Work item ▸
Should the word "predicates" occur in a line of the records, copy that line.

(Collected data entries)
★ ★ ★ ★
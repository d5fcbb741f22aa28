//! Shared query parameter types for API handlers.

use axum::extract::FromRequestParts;
use estate_core::filter::ListingFilters;
use estate_core::listing::PropertyType;
use estate_core::query::{Pagination, Sort, SortDirection, SortKey};
use estate_core::types::{DbId, Decimal};
use serde::Deserialize;

use crate::error::AppError;

/// `Query` extractor whose rejection is an [`AppError`], so a malformed query
/// string gets the same JSON error body as every other failure.
#[derive(Debug, FromRequestParts)]
#[from_request(via(axum::extract::Query), rejection(AppError))]
pub struct QueryParams<T>(pub T);

/// Generic pagination parameters (`?page=&limit=`).
///
/// Values are clamped by [`Pagination::new`].
#[derive(Debug, Default, Deserialize)]
pub struct PaginationParams {
    pub page: Option<i64>,
    pub limit: Option<i64>,
}

impl PaginationParams {
    pub fn pagination(&self) -> Pagination {
        Pagination::new(self.page, self.limit)
    }
}

/// `GET /listings` query string. `amenities` is comma-separated.
#[derive(Debug, Default, Deserialize)]
pub struct ListingListParams {
    pub page: Option<i64>,
    pub limit: Option<i64>,
    pub city: Option<String>,
    pub state: Option<String>,
    pub property_type: Option<PropertyType>,
    pub min_price: Option<Decimal>,
    pub max_price: Option<Decimal>,
    pub min_size: Option<Decimal>,
    pub max_size: Option<Decimal>,
    pub bedrooms: Option<i32>,
    pub bathrooms: Option<i32>,
    pub amenities: Option<String>,
    #[serde(alias = "sortBy")]
    pub sort_by: Option<SortKey>,
    #[serde(alias = "sortOrder")]
    pub sort_order: Option<SortDirection>,
}

fn non_blank(value: &Option<String>) -> Option<String> {
    value
        .as_deref()
        .map(str::trim)
        .filter(|v| !v.is_empty())
        .map(str::to_string)
}

impl ListingListParams {
    pub fn filters(&self) -> ListingFilters {
        ListingFilters {
            city: non_blank(&self.city),
            state: non_blank(&self.state),
            property_type: self.property_type,
            min_price: self.min_price,
            max_price: self.max_price,
            min_size: self.min_size,
            max_size: self.max_size,
            bedrooms: self.bedrooms,
            bathrooms: self.bathrooms,
            amenities: self
                .amenities
                .as_deref()
                .unwrap_or_default()
                .split(',')
                .map(str::trim)
                .filter(|a| !a.is_empty())
                .map(str::to_string)
                .collect(),
        }
    }

    pub fn sort(&self) -> Sort {
        Sort::new(self.sort_by, self.sort_order)
    }

    pub fn pagination(&self) -> Pagination {
        Pagination::new(self.page, self.limit)
    }
}

/// `GET /leads` query string.
#[derive(Debug, Default, Deserialize)]
pub struct LeadListParams {
    pub page: Option<i64>,
    pub limit: Option<i64>,
    #[serde(alias = "property_id")]
    pub listing_id: Option<DbId>,
}

impl LeadListParams {
    pub fn pagination(&self) -> Pagination {
        Pagination::new(self.page, self.limit)
    }
}

/// `GET /search/suggestions?q=`.
#[derive(Debug, Default, Deserialize)]
pub struct SuggestionParams {
    #[serde(default)]
    pub q: String,
}

#[cfg(test)]
mod tests {
    use super::*;

    #[test]
    fn amenities_are_split_and_trimmed() {
        let params = ListingListParams {
            amenities: Some(" Gym, Parking ,,".into()),
            city: Some("   ".into()),
            ..Default::default()
        };
        let filters = params.filters();
        assert_eq!(filters.amenities, vec!["Gym", "Parking"]);
        assert_eq!(filters.city, None);
    }

    #[test]
    fn sort_defaults_to_newest_first() {
        let sort = ListingListParams::default().sort();
        assert_eq!(sort.key, SortKey::CreatedAt);
        assert_eq!(sort.direction, SortDirection::Desc);
    }
}
//! Row structs for the `listings`, `subscriptions` and `leads` tables.
//!
//! Enum columns are stored as TEXT and parsed into `estate-core` types when
//! a row is converted into its domain value.

pub mod lead;
pub mod listing;
pub mod subscription;
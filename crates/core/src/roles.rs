//! Well-known role names and the requester identity passed into services.
//!
//! Role strings must match the `role` claim issued by the identity provider.

use serde::{Deserialize, Serialize};

use crate::types::DbId;

pub const ROLE_ADMIN: &str = "admin";
pub const ROLE_DEALER: &str = "dealer";
pub const ROLE_GUEST: &str = "guest";

#[derive(Debug, Clone, Copy, PartialEq, Eq, Serialize, Deserialize)]
#[serde(rename_all = "lowercase")]
pub enum UserRole {
    Admin,
    Dealer,
    Guest,
}

impl UserRole {
    /// Parse a role claim. Unknown roles degrade to `Guest`.
    pub fn from_claim(role: &str) -> Self {
        match role {
            ROLE_ADMIN => Self::Admin,
            ROLE_DEALER => Self::Dealer,
            _ => Self::Guest,
        }
    }

    pub fn as_str(self) -> &'static str {
        match self {
            Self::Admin => ROLE_ADMIN,
            Self::Dealer => ROLE_DEALER,
            Self::Guest => ROLE_GUEST,
        }
    }
}

/// Who is asking. Anonymous callers have no `user_id` and the guest role.
#[derive(Debug, Clone, Copy, PartialEq, Eq)]
pub struct Requester {
    pub user_id: Option<DbId>,
    pub role: UserRole,
}

impl Requester {
    pub fn anonymous() -> Self {
        Self {
            user_id: None,
            role: UserRole::Guest,
        }
    }

    pub fn user(user_id: DbId, role: UserRole) -> Self {
        Self {
            user_id: Some(user_id),
            role,
        }
    }

    pub fn dealer(user_id: DbId) -> Self {
        Self::user(user_id, UserRole::Dealer)
    }

    /// The dealer id, if the requester is an authenticated dealer.
    pub fn dealer_id(&self) -> Option<DbId> {
        match self.role {
            UserRole::Dealer => self.user_id,
            _ => None,
        }
    }
}
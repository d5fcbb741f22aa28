#![allow(dead_code)]

use std::sync::Arc;
use std::time::Duration;

use axum::body::Body;
use axum::http::{Method, Request, Response};
use axum::Router;
use http_body_util::BodyExt;
use sqlx::postgres::PgPoolOptions;
use tower::ServiceExt;

use estate_api::auth::jwt::{generate_access_token, JwtConfig};
use estate_api::config::{LogFormat, ServerConfig};
use estate_api::router::build_app_router;
use estate_api::state::{AppState, Collaborators};
use estate_core::cache::ListingCache;
use estate_core::ports::NlpService;
use estate_core::roles::UserRole;
use estate_core::tasks::DetachedTasks;
use estate_core::testing::{FakeBilling, InMemoryStore, MemoryCache};
use estate_core::types::{new_id, DbId};
use estate_gateway::webhook::WebhookVerifier;

pub const WEBHOOK_SECRET: &str = "whsec_test";

/// Build a test `ServerConfig` with safe defaults.
pub fn test_config() -> ServerConfig {
    ServerConfig {
        host: "127.0.0.1".to_string(),
        port: 0,
        cors_origins: vec!["http://localhost:5173".to_string()],
        request_timeout_secs: 30,
        log_format: LogFormat::Pretty,
        jwt: JwtConfig {
            secret: "test-secret-for-integration-tests".to_string(),
            access_token_expiry_mins: 15,
        },
        cache_ttl_secs: 300,
        cache_max_entries: 1_000,
    }
}

/// The full router over in-memory collaborators, plus handles to inspect them.
pub struct TestApp {
    pub router: Router,
    pub store: Arc<InMemoryStore>,
    pub cache: Arc<MemoryCache>,
    pub billing: Arc<FakeBilling>,
    pub tasks: DetachedTasks,
    pub config: ServerConfig,
}

impl TestApp {
    pub fn app(&self) -> Router {
        self.router.clone()
    }

    pub fn token(&self, user_id: DbId, role: UserRole) -> String {
        generate_access_token(
            user_id,
            role,
            Some("dealer@example.com"),
            &self.config.jwt,
        )
        .unwrap()
    }

    /// A fresh dealer id and a token for it.
    pub fn dealer(&self) -> (DbId, String) {
        let id = new_id();
        (id, self.token(id, UserRole::Dealer))
    }
}

pub fn build_test_app() -> TestApp {
    build_test_app_with_nlp(None)
}

/// Same as [`build_test_app`] with an NLP collaborator wired in.
///
/// The pool points at a closed port so the health check reports the
/// database as down without a server.
pub fn build_test_app_with_nlp(nlp: Option<Arc<dyn NlpService>>) -> TestApp {
    let config = test_config();
    let store = Arc::new(InMemoryStore::new());
    let cache = Arc::new(MemoryCache::new());
    let billing = Arc::new(FakeBilling::new());

    let pool = PgPoolOptions::new()
        .acquire_timeout(Duration::from_millis(200))
        .connect_lazy("postgres://postgres@127.0.0.1:1/estate_test")
        .unwrap();

    let state = AppState::new(
        pool,
        config.clone(),
        Collaborators {
            listings: store.clone(),
            subscriptions: store.clone(),
            leads: store.clone(),
            cache: ListingCache::new(cache.clone(), config.cache_ttl()),
            billing: billing.clone(),
            nlp,
            webhooks: WebhookVerifier::new(WEBHOOK_SECRET),
        },
    );
    let tasks = state.tasks.clone();

    TestApp {
        router: build_app_router(state, &config),
        store,
        cache,
        billing,
        tasks,
        config,
    }
}

// ---------------------------------------------------------------------------
// Request helpers
// ---------------------------------------------------------------------------

pub async fn send(app: Router, request: Request<Body>) -> Response<Body> {
    app.oneshot(request).await.unwrap()
}

pub async fn get(app: Router, uri: &str) -> Response<Body> {
    let request = Request::builder().uri(uri).body(Body::empty()).unwrap();
    send(app, request).await
}

pub async fn get_auth(app: Router, uri: &str, token: &str) -> Response<Body> {
    let request = Request::builder()
        .uri(uri)
        .header("authorization", format!("Bearer {token}"))
        .body(Body::empty())
        .unwrap();
    send(app, request).await
}

pub async fn post_json(app: Router, uri: &str, body: serde_json::Value) -> Response<Body> {
    json_request(app, Method::POST, uri, body, None).await
}

pub async fn post_json_auth(
    app: Router,
    uri: &str,
    body: serde_json::Value,
    token: &str,
) -> Response<Body> {
    json_request(app, Method::POST, uri, body, Some(token)).await
}

pub async fn put_json_auth(
    app: Router,
    uri: &str,
    body: serde_json::Value,
    token: &str,
) -> Response<Body> {
    json_request(app, Method::PUT, uri, body, Some(token)).await
}

pub async fn delete_auth(app: Router, uri: &str, token: &str) -> Response<Body> {
    let request = Request::builder()
        .method(Method::DELETE)
        .uri(uri)
        .header("authorization", format!("Bearer {token}"))
        .body(Body::empty())
        .unwrap();
    send(app, request).await
}

async fn json_request(
    app: Router,
    method: Method,
    uri: &str,
    body: serde_json::Value,
    token: Option<&str>,
) -> Response<Body> {
    let mut builder = Request::builder()
        .method(method)
        .uri(uri)
        .header("content-type", "application/json");
    if let Some(token) = token {
        builder = builder.header("authorization", format!("Bearer {token}"));
    }
    let request = builder
        .body(Body::from(serde_json::to_vec(&body).unwrap()))
        .unwrap();
    send(app, request).await
}

pub async fn body_json(response: Response<Body>) -> serde_json::Value {
    let bytes = response.into_body().collect().await.unwrap().to_bytes();
    serde_json::from_slice(&bytes).unwrap()
}

pub async fn body_text(response: Response<Body>) -> String {
    let bytes = response.into_body().collect().await.unwrap().to_bytes();
    String::from_utf8(bytes.to_vec()).unwrap()
}
//! Query composition: predicates + mandatory visibility + sort + pagination.
//!
//! [`ListingQuery`] is the single value handed to the listing store. It is
//! also what the list cache keys on, via [`ListingQuery::signature`].

use std::cmp::Ordering;

use serde::{Deserialize, Serialize};
use sha2::{Digest, Sha256};

use crate::filter::{matches_all, ListingFilters, Predicate};
use crate::listing::{Listing, ListingStatus};
use crate::roles::Requester;
use crate::types::DbId;

/// Default page size for listing and lead queries.
pub const DEFAULT_PAGE_LIMIT: i64 = 20;

/// Maximum page size for listing and lead queries.
pub const MAX_PAGE_LIMIT: i64 = 100;

/// Clamp a user-provided limit to valid bounds.
pub fn clamp_limit(limit: Option<i64>, default: i64, max: i64) -> i64 {
    limit.unwrap_or(default).max(1).min(max)
}

// ---------------------------------------------------------------------------
// Pagination
// ---------------------------------------------------------------------------

/// 1-based page number plus page size.
#[derive(Debug, Clone, Copy, PartialEq, Eq, Serialize, Deserialize)]
pub struct Pagination {
    pub page: i64,
    pub limit: i64,
}

impl Pagination {
    /// Build from raw request values: page floors at 1, limit is clamped to
    /// `1..=MAX_PAGE_LIMIT` and defaults to [`DEFAULT_PAGE_LIMIT`].
    pub fn new(page: Option<i64>, limit: Option<i64>) -> Self {
        Self {
            page: page.unwrap_or(1).max(1),
            limit: clamp_limit(limit, DEFAULT_PAGE_LIMIT, MAX_PAGE_LIMIT),
        }
    }

    /// Rows to skip. Saturates, so absurd page numbers yield an empty page.
    pub fn offset(&self) -> i64 {
        (self.page - 1).saturating_mul(self.limit)
    }
}

impl Default for Pagination {
    fn default() -> Self {
        Self::new(None, None)
    }
}

/// One page of results plus the size of the full filtered set.
#[derive(Debug, Clone, PartialEq, Serialize, Deserialize)]
pub struct Page<T> {
    pub items: Vec<T>,
    pub total: i64,
}

impl<T> Page<T> {
    pub fn new(items: Vec<T>, total: i64) -> Self {
        Self { items, total }
    }

    pub fn empty() -> Self {
        Self::new(Vec::new(), 0)
    }

    /// Slice an already filtered and ordered collection.
    pub fn slice(all: Vec<T>, pagination: Pagination) -> Self {
        let total = all.len() as i64;
        let items = all
            .into_iter()
            .skip(usize::try_from(pagination.offset()).unwrap_or(usize::MAX))
            .take(pagination.limit as usize)
            .collect();
        Self { items, total }
    }
}

// ---------------------------------------------------------------------------
// Sorting
// ---------------------------------------------------------------------------

#[derive(Debug, Clone, Copy, Default, PartialEq, Eq, Serialize, Deserialize)]
#[serde(rename_all = "snake_case")]
pub enum SortKey {
    Price,
    Size,
    #[default]
    CreatedAt,
}

impl SortKey {
    pub fn column(self) -> &'static str {
        match self {
            Self::Price => "price",
            Self::Size => "size",
            Self::CreatedAt => "created_at",
        }
    }
}

#[derive(Debug, Clone, Copy, Default, PartialEq, Eq, Serialize, Deserialize)]
#[serde(rename_all = "snake_case")]
pub enum SortDirection {
    Asc,
    #[default]
    Desc,
}

impl SortDirection {
    pub fn keyword(self) -> &'static str {
        match self {
            Self::Asc => "ASC",
            Self::Desc => "DESC",
        }
    }
}

/// Sort order; defaults to newest first. Ties break on id in the same
/// direction so pages are stable.
#[derive(Debug, Clone, Copy, Default, PartialEq, Eq, Serialize, Deserialize)]
pub struct Sort {
    pub key: SortKey,
    pub direction: SortDirection,
}

impl Sort {
    pub fn new(key: Option<SortKey>, direction: Option<SortDirection>) -> Self {
        Self {
            key: key.unwrap_or_default(),
            direction: direction.unwrap_or_default(),
        }
    }

    pub fn compare(&self, a: &Listing, b: &Listing) -> Ordering {
        let primary = match self.key {
            SortKey::Price => a.price.cmp(&b.price),
            SortKey::Size => a.size.cmp(&b.size),
            SortKey::CreatedAt => a.created_at.cmp(&b.created_at),
        };
        let ordering = primary.then_with(|| a.id.cmp(&b.id));
        match self.direction {
            SortDirection::Asc => ordering,
            SortDirection::Desc => ordering.reverse(),
        }
    }
}

// ---------------------------------------------------------------------------
// Visibility
// ---------------------------------------------------------------------------

/// Mandatory row-level rule applied on top of every filter set.
#[derive(Debug, Clone, Copy, PartialEq, Eq, Serialize)]
#[serde(rename_all = "snake_case")]
pub enum Visibility {
    /// Guests, admins, anonymous callers.
    Published,
    /// A dealer browsing: everything published plus their own drafts.
    PublishedOrDraftsOf(DbId),
    /// A dealer's own dashboard: their non-archived listings.
    OwnedBy(DbId),
}

impl Visibility {
    pub fn for_requester(requester: &Requester) -> Self {
        match requester.dealer_id() {
            Some(dealer_id) => Self::PublishedOrDraftsOf(dealer_id),
            None => Self::Published,
        }
    }

    pub fn permits(&self, listing: &Listing) -> bool {
        match self {
            Self::Published => listing.status == ListingStatus::Published,
            Self::PublishedOrDraftsOf(dealer_id) => {
                listing.status == ListingStatus::Published
                    || (listing.status == ListingStatus::Draft && listing.dealer_id == *dealer_id)
            }
            Self::OwnedBy(dealer_id) => {
                listing.dealer_id == *dealer_id && listing.status.counts_toward_quota()
            }
        }
    }
}

// ---------------------------------------------------------------------------
// Composed query
// ---------------------------------------------------------------------------

/// A fully composed, store-ready listing read.
#[derive(Debug, Clone, PartialEq, Serialize)]
pub struct ListingQuery {
    pub predicates: Vec<Predicate>,
    pub visibility: Visibility,
    pub sort: Sort,
    pub pagination: Pagination,
}

impl ListingQuery {
    /// Public search: the caller's filters AND the requester's visibility rule.
    pub fn compose(
        filters: &ListingFilters,
        sort: Sort,
        pagination: Pagination,
        requester: &Requester,
    ) -> Self {
        Self {
            predicates: filters.predicates(),
            visibility: Visibility::for_requester(requester),
            sort,
            pagination,
        }
    }

    /// A dealer's own non-archived listings, newest first.
    pub fn owned_by(dealer_id: DbId, pagination: Pagination) -> Self {
        Self {
            predicates: Vec::new(),
            visibility: Visibility::OwnedBy(dealer_id),
            sort: Sort::default(),
            pagination,
        }
    }

    pub fn matches(&self, listing: &Listing) -> bool {
        self.visibility.permits(listing) && matches_all(&self.predicates, listing)
    }

    /// Evaluate the query against an in-memory collection.
    pub fn apply<'a>(&self, listings: impl IntoIterator<Item = &'a Listing>) -> Page<Listing> {
        let mut selected: Vec<Listing> = listings
            .into_iter()
            .filter(|l| self.matches(l))
            .cloned()
            .collect();
        selected.sort_by(|a, b| self.sort.compare(a, b));
        Page::slice(selected, self.pagination)
    }

    /// Stable key for this exact read (filters, visibility, sort and page).
    pub fn signature(&self) -> String {
        let canonical =
            serde_json::to_vec(self).unwrap_or_else(|_| format!("{self:?}").into_bytes());
        let digest = Sha256::digest(&canonical);
        format!("{digest:x}")
    }
}

// ---------------------------------------------------------------------------
// Tests
// ---------------------------------------------------------------------------

#[cfg(test)]
mod tests {
    use super::*;
    use crate::listing::{PropertyType, SizeUnit};
    use crate::roles::{Requester, UserRole};
    use crate::types::{new_id, Decimal};

    fn listing(dealer_id: DbId, status: ListingStatus, price: i64) -> Listing {
        let now = chrono::Utc::now();
        Listing {
            id: new_id(),
            dealer_id,
            title: "Plot".into(),
            description: String::new(),
            price: Decimal::from(price),
            location: String::new(),
            city: "Jaipur".into(),
            state: "Rajasthan".into(),
            postal_code: "302001".into(),
            latitude: None,
            longitude: None,
            size: Decimal::from(price / 10),
            size_unit: SizeUnit::Sqft,
            bedrooms: None,
            bathrooms: None,
            property_type: PropertyType::Plot,
            amenities: vec![],
            status,
            views_count: 0,
            created_at: now,
            updated_at: now,
        }
    }

    #[test]
    fn pagination_clamps_and_computes_offset() {
        assert_eq!(Pagination::new(None, None), Pagination { page: 1, limit: 20 });
        assert_eq!(Pagination::new(Some(0), Some(500)), Pagination { page: 1, limit: 100 });
        assert_eq!(Pagination::new(Some(3), Some(10)).offset(), 20);
    }

    #[test]
    fn huge_page_numbers_saturate_to_an_empty_page() {
        let pagination = Pagination::new(Some(i64::MAX), Some(20));
        assert_eq!(pagination.offset(), i64::MAX);

        let page = Page::slice(vec![1, 2, 3], pagination);
        assert!(page.items.is_empty());
        assert_eq!(page.total, 3);
    }

    #[test]
    fn drafts_are_hidden_from_everyone_but_their_dealer() {
        let owner = new_id();
        let other_dealer = new_id();
        let draft = listing(owner, ListingStatus::Draft, 100);

        let requesters = [
            Requester::anonymous(),
            Requester::dealer(other_dealer),
            Requester::user(owner, UserRole::Admin),
            Requester::user(other_dealer, UserRole::Guest),
        ];
        for requester in requesters {
            assert!(
                !Visibility::for_requester(&requester).permits(&draft),
                "{requester:?} must not see the draft"
            );
        }
        assert!(Visibility::for_requester(&Requester::dealer(owner)).permits(&draft));
    }

    #[test]
    fn archived_listings_are_never_searchable() {
        let owner = new_id();
        let archived = listing(owner, ListingStatus::Archived, 100);
        assert!(!Visibility::Published.permits(&archived));
        assert!(!Visibility::PublishedOrDraftsOf(owner).permits(&archived));
        assert!(!Visibility::OwnedBy(owner).permits(&archived));
    }

    #[test]
    fn apply_sorts_pages_and_counts_the_full_set() {
        let dealer = new_id();
        let listings: Vec<_> = (1..=5)
            .map(|i| listing(dealer, ListingStatus::Published, i * 100))
            .collect();
        let query = ListingQuery::compose(
            &ListingFilters::default(),
            Sort::new(Some(SortKey::Price), Some(SortDirection::Asc)),
            Pagination::new(Some(2), Some(2)),
            &Requester::anonymous(),
        );

        let page = query.apply(&listings);
        assert_eq!(page.total, 5);
        let prices: Vec<_> = page.items.iter().map(|l| l.price).collect();
        assert_eq!(prices, vec![Decimal::from(300), Decimal::from(400)]);
    }

    #[test]
    fn signature_depends_on_requester_visibility() {
        let filters = ListingFilters {
            city: Some("Jaipur".into()),
            ..Default::default()
        };
        let guest = ListingQuery::compose(
            &filters,
            Sort::default(),
            Pagination::default(),
            &Requester::anonymous(),
        );
        let dealer = ListingQuery::compose(
            &filters,
            Sort::default(),
            Pagination::default(),
            &Requester::dealer(new_id()),
        );
        assert_eq!(guest.signature(), guest.clone().signature());
        assert_ne!(guest.signature(), dealer.signature());
        assert_eq!(guest.signature().len(), 64);
    }
}
pub mod account;
pub mod leads;
pub mod listings;
pub mod search;
pub mod subscriptions;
★ ★ ★ ★
Response for this exercise ▸
//! Query composition: predicates + mandatory visibility + sort + pagination.
    pub predicates: Vec<Predicate>,
            predicates: filters.predicates(),
            predicates: Vec::new(),
        self.visibility.permits(listing) && matches_all(&self.predicates, listing)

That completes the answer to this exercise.